The seven counts allege a range of allegations, including that Krasner’s reformist policies fueled the city’s gun violence crisis and that his office mishandled criminal cases. They also allege Krasner obstructed a House committee formed this summer to investigate him.
The district attorney’s comments come as Republicans in Harrisburg prepare to submit their impeachment case to the state senate, where a trial would take place. The timing is uncertain, and Krasner said he has not received any information on when it might take place or how to defend himself.

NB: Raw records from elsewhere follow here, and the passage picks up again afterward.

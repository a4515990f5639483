//! API configuration — schema, provider presets, and environment overrides.
//!
//! Exactly one `ApiConfig` is active at a time. It is threaded explicitly
//! through the session manager and chat client constructors rather than held
//! in a process-wide global, and it is consulted per request.
//!
//! JSON on disk uses **camelCase** keys; Rust uses snake_case.
//! `#[serde(rename_all = "camelCase")]` handles the conversion.

use serde::{Deserialize, Serialize};

/// Connection and sampling settings for a chat completions endpoint.
#[derive(Clone, Debug, Serialize, Deserialize, PartialEq)]
#[serde(rename_all = "camelCase", default)]
pub struct ApiConfig {
    /// Full chat completions URL.
    pub endpoint: String,
    /// Bearer token. Persisted locally, never included in exports.
    pub api_key: String,
    /// Model identifier sent with each request.
    pub model: String,
    /// Sampling temperature (0.0 – 2.0).
    pub temperature: f64,
    /// Maximum tokens to generate per response.
    pub max_tokens: u32,
    /// Prepended to the history as a system message when non-empty.
    pub system_prompt: String,
}

impl Default for ApiConfig {
    fn default() -> Self {
        Self {
            endpoint: "https://api.openai.com/v1/chat/completions".to_string(),
            api_key: String::new(),
            model: "gpt-3.5-turbo".to_string(),
            temperature: 0.7,
            max_tokens: 4096,
            system_prompt: String::new(),
        }
    }
}

impl ApiConfig {
    /// Whether requests can be made with this config.
    pub fn is_configured(&self) -> bool {
        !self.api_key.is_empty()
    }

    /// Ready-made endpoint/model pairs for common providers.
    ///
    /// The key and remaining fields keep their defaults.
    pub fn preset(name: &str) -> Option<ApiConfig> {
        let (endpoint, model) = match name {
            "openai" => ("https://api.openai.com/v1/chat/completions", "gpt-3.5-turbo"),
            "anthropic" => ("https://api.anthropic.com/v1/messages", "claude-3-sonnet"),
            "google" => (
                "https://generativelanguage.googleapis.com/v1beta/models/gemini-pro:generateContent",
                "gemini-pro",
            ),
            "local" => ("http://localhost:11434/api/chat", "llama3"),
            _ => return None,
        };

        Some(ApiConfig {
            endpoint: endpoint.to_string(),
            model: model.to_string(),
            ..Default::default()
        })
    }

    /// Names accepted by [`ApiConfig::preset`].
    pub fn preset_names() -> &'static [&'static str] {
        &["openai", "anthropic", "google", "local"]
    }
}

/// Apply `CHATBOX_*` environment variable overrides on top of a loaded config.
///
/// Supported overrides:
/// - `CHATBOX_ENDPOINT` → `endpoint`
/// - `CHATBOX_API_KEY` → `api_key`
/// - `CHATBOX_MODEL` → `model`
/// - `CHATBOX_TEMPERATURE` → `temperature`
/// - `CHATBOX_MAX_TOKENS` → `max_tokens`
/// - `CHATBOX_SYSTEM_PROMPT` → `system_prompt`
pub fn apply_env_overrides(mut config: ApiConfig) -> ApiConfig {
    if let Ok(val) = std::env::var("CHATBOX_ENDPOINT") {
        config.endpoint = val;
    }
    if let Ok(val) = std::env::var("CHATBOX_API_KEY") {
        config.api_key = val;
    }
    if let Ok(val) = std::env::var("CHATBOX_MODEL") {
        config.model = val;
    }
    if let Ok(val) = std::env::var("CHATBOX_TEMPERATURE") {
        if let Ok(t) = val.parse::<f64>() {
            config.temperature = t;
        }
    }
    if let Ok(val) = std::env::var("CHATBOX_MAX_TOKENS") {
        if let Ok(n) = val.parse::<u32>() {
            config.max_tokens = n;
        }
    }
    if let Ok(val) = std::env::var("CHATBOX_SYSTEM_PROMPT") {
        config.system_prompt = val;
    }
    config
}

// ─────────────────────────────────────────────
// Tests
// ─────────────────────────────────────────────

House Republicans on Friday appointed three executives — two Republicans and one Democrat — to bring the case to the upper chamber, but no one was sure whether it would be brought before the end of that legislative session on Nov. 30 or delayed until next year would become .

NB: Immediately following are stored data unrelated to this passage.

//! Incremental parsing for SSE-style streaming responses.
//!
//! The provider streams the body as `\n`-terminated lines, but network
//! chunks split those lines arbitrarily, so bytes are buffered until a full
//! line is available and only then inspected. Complete lines parse into
//! [`SseEvent`]s: `data: [DONE]` ends the stream, any other `data: ` payload
//! may carry a content delta, and everything else (blank keep-alives,
//! comments, partial JSON) is ignored.

use chatbox_core::types::StreamChunk;

/// Prefix marking a significant SSE line.
const DATA_PREFIX: &str = "data: ";

/// Payload that terminates a stream successfully.
const DONE_MARKER: &str = "[DONE]";

/// A significant event parsed from one SSE line.
#[derive(Clone, Debug, PartialEq, Eq)]
pub enum SseEvent {
    /// A non-empty content delta.
    Delta(String),
    /// End-of-stream sentinel.
    Done,
}

// ─────────────────────────────────────────────
// Line reassembly
// ─────────────────────────────────────────────

/// Reassembles `\n`-bounded lines from arbitrarily split byte chunks.
///
/// Bytes are decoded only once a full line is available, so a chunk
/// boundary inside a multi-byte character is harmless.
#[derive(Debug, Default)]
pub struct SseLineBuffer {
    buffer: Vec<u8>,
}

impl SseLineBuffer {
    pub fn new() -> Self {
        Self::default()
    }

    /// Append raw bytes from the transport.
    pub fn push_chunk(&mut self, chunk: &[u8]) {
        self.buffer.extend_from_slice(chunk);
    }

    /// Pop the next complete line, without its terminator. A trailing `\r`
    /// is stripped.
    pub fn next_line(&mut self) -> Option<String> {
        let pos = self.buffer.iter().position(|&b| b == b'\n')?;
        let mut line: Vec<u8> = self.buffer.drain(..=pos).collect();
        line.pop();
        if line.last() == Some(&b'\r') {
            line.pop();
        }
        Some(String::from_utf8_lossy(&line).into_owned())
    }

    /// Drain whatever remains after the transport closes without a final
    /// newline.
    pub fn take_remaining(&mut self) -> Option<String> {
        if self.buffer.is_empty() {
            return None;
        }
        let rest = std::mem::take(&mut self.buffer);
        Some(String::from_utf8_lossy(&rest).into_owned())
    }
}

// ─────────────────────────────────────────────
// Line parsing
// ─────────────────────────────────────────────

/// Parse one line into an event.
///
/// Returns `None` for insignificant lines: no `data: ` prefix, a malformed
/// payload, or a payload without content. Malformed JSON is a known
/// artifact of line-buffered streaming and is dropped rather than surfaced.
pub fn parse_line(line: &str) -> Option<SseEvent> {
    let data = line.strip_prefix(DATA_PREFIX)?;
    if data == DONE_MARKER {
        return Some(SseEvent::Done);
    }

    let delta = delta_content(data)?;
    if delta.is_empty() {
        return None;
    }
    Some(SseEvent::Delta(delta))
}

/// Extract `choices[0].delta.content` from a payload, if present.
fn delta_content(data: &str) -> Option<String> {
    let chunk: StreamChunk = serde_json::from_str(data).ok()?;
    chunk.choices.into_iter().next()?.delta.content
}

// ─────────────────────────────────────────────
// Tests
// ─────────────────────────────────────────────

Impeachment would require a two-thirds majority in the Senate, where Republicans hold 28 of 50 seats.
» READ MORE: Philly DA Larry Krasner has been charged. Here’s what you should know.

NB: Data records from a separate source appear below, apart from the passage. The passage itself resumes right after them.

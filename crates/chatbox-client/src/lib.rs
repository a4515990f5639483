//! Streaming chat completions client for Chatbox.
//!
//! # Architecture
//!
//! - [`sse`] — line reassembly and `data: ` payload parsing
//! - [`client::ChatClient`] — request construction, streaming/plain
//!   dispatch, and cancellation

pub mod client;
pub mod sse;

// Re-export main types for convenience
pub use client::{ChatClient, ChatError, ChatSink};
pub use sse::{SseEvent, SseLineBuffer};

The impeachment proceedings are not only politically charged, but also brought before a court. Krasner has already filed a lawsuit on the matter, arguing in September that a Legislative Committee seeking grounds for impeachment is illegal. He said Monday that other legal challenges are being considered but gave no details.
Joining him in the ornate mayor’s reception room at City Hall were criminal justice reform activists, gun violence prevention advocates and progressive elected officials who have long supported him. His supporters said Krasner implemented the necessary reforms in the name of racial justice.
“That’s what happens, this circus impeachment, when you’re trying to defend black people,” said Nicolas O’Rourke, an activist with the Working Families Party.
In a statement after the press conference, House Republican Speaker Jason Gottesman said only, “Philadelphia District Attorney Larry Krasner has been indicted by the Pennsylvania House of Representatives. No press conference can change that.”
Krasner’s impeachment is progressing against a backdrop of a seismic power shift in Harrisburg. Republican lawmakers introduced the impeachment articles in the closing days of the legislature, passing them almost entirely on partisan considerations—the same day Democrats won a narrow majority of the state house seats. In January, Republicans will not hold a majority of seats in the chamber for the first time in more than a decade.
» READ MORE: Why was Larry Krasner charged? Breakdown of the charges against the prosecutor
The GOP has described the effort as an intervention to rein in a rogue prosecutor amid an alarmingly high rate of gun violence in the city. Rep. Kerry Benninghoff (R, center), the majority leader, said last week that the party is lobbying for both Philadelphia citizens and residents across the state who may be visiting the city.
“It’s sad and it doesn’t matter what the geography is,” he said. “It should upset all Pennsylvanians.”
Democrats have criticized the GOP for the process, saying they pushed through an impeachment trial in the closing days of a lame duck session after watching their 23-seat majority in the House of Representatives being erased in the midterm elections.
“It’s them trying to make as much noise as they can, step out the door and yell,” said Representative Rick Krajewski, a West Philadelphia Democrat. “It’s them trying not to go out silently.”
Krasner added that those who advocate his removal “better be careful before you make that double-edged sword,” and said if the impeachment is successful, “don’t be surprised if the other team starts doing it to you.” .
“Can you imagine a country where no choice is final?” he asked. “This is the world some people want, and this is not the world voters want.”